> **SUPPLIED RECORDS**:
§ §

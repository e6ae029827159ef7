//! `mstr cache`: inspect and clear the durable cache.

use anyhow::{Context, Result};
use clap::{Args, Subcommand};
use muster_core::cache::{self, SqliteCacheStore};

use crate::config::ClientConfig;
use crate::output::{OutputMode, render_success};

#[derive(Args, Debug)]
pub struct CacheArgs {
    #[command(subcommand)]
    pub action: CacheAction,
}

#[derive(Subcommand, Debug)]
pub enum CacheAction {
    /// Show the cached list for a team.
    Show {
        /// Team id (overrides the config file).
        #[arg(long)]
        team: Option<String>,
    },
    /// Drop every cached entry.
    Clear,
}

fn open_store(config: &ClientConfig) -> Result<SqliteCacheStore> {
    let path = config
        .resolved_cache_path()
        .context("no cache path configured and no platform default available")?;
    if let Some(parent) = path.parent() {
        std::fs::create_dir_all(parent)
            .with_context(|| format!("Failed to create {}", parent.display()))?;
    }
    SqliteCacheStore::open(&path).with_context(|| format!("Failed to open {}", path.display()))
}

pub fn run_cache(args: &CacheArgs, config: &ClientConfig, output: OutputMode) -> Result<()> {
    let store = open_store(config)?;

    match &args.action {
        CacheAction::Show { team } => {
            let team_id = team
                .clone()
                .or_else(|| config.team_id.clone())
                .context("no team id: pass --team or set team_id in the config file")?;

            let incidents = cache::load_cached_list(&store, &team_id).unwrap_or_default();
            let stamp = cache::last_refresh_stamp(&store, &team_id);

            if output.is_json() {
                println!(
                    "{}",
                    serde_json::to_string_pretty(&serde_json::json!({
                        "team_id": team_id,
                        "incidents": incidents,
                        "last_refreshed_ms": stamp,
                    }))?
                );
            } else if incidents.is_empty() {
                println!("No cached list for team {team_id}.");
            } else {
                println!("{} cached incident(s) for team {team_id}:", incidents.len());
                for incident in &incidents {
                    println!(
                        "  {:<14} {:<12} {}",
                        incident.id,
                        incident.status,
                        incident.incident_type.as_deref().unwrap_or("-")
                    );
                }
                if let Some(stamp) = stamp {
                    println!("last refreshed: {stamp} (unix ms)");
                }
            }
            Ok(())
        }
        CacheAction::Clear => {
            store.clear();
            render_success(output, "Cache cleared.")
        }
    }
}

§ §

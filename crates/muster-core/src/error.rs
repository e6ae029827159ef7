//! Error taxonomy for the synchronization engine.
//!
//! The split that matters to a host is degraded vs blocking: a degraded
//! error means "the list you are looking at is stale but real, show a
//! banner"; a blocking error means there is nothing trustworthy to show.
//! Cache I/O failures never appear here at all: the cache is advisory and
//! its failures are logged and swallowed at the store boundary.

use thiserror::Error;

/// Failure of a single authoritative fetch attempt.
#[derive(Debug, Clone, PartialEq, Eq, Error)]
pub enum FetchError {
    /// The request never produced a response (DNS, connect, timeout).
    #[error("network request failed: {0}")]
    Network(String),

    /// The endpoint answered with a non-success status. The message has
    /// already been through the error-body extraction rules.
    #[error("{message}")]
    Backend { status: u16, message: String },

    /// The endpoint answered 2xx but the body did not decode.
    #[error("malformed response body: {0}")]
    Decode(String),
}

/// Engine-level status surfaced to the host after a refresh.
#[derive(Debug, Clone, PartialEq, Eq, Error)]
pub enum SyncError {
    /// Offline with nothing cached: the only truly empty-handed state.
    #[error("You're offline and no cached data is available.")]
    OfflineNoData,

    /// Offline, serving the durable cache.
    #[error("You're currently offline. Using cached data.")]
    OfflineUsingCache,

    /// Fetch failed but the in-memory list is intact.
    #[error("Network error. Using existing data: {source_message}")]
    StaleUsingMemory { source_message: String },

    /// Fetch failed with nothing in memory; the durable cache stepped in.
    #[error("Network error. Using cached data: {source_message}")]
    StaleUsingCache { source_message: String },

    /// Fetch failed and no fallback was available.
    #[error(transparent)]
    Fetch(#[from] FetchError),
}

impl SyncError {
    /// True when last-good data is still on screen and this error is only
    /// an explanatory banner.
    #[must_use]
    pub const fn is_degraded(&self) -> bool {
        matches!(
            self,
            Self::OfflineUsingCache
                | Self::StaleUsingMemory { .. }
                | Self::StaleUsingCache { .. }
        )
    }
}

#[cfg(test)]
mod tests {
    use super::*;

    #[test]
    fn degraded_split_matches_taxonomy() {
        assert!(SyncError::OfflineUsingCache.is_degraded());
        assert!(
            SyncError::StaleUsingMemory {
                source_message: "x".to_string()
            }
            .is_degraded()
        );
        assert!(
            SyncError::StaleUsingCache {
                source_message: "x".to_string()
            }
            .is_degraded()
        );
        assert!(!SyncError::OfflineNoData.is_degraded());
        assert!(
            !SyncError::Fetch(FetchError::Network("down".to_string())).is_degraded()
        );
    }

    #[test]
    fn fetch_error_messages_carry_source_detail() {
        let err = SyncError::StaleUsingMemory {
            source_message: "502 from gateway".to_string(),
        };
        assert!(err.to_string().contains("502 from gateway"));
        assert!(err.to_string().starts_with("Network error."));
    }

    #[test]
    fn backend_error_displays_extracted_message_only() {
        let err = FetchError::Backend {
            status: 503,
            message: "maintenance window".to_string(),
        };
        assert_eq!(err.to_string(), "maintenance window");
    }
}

§ §

Using the records above, find and show each line with the string "OfflineUsingCache".

> **TASK OUTPUT**:
    OfflineUsingCache,
            Self::OfflineUsingCache
        assert!(SyncError::OfflineUsingCache.is_degraded());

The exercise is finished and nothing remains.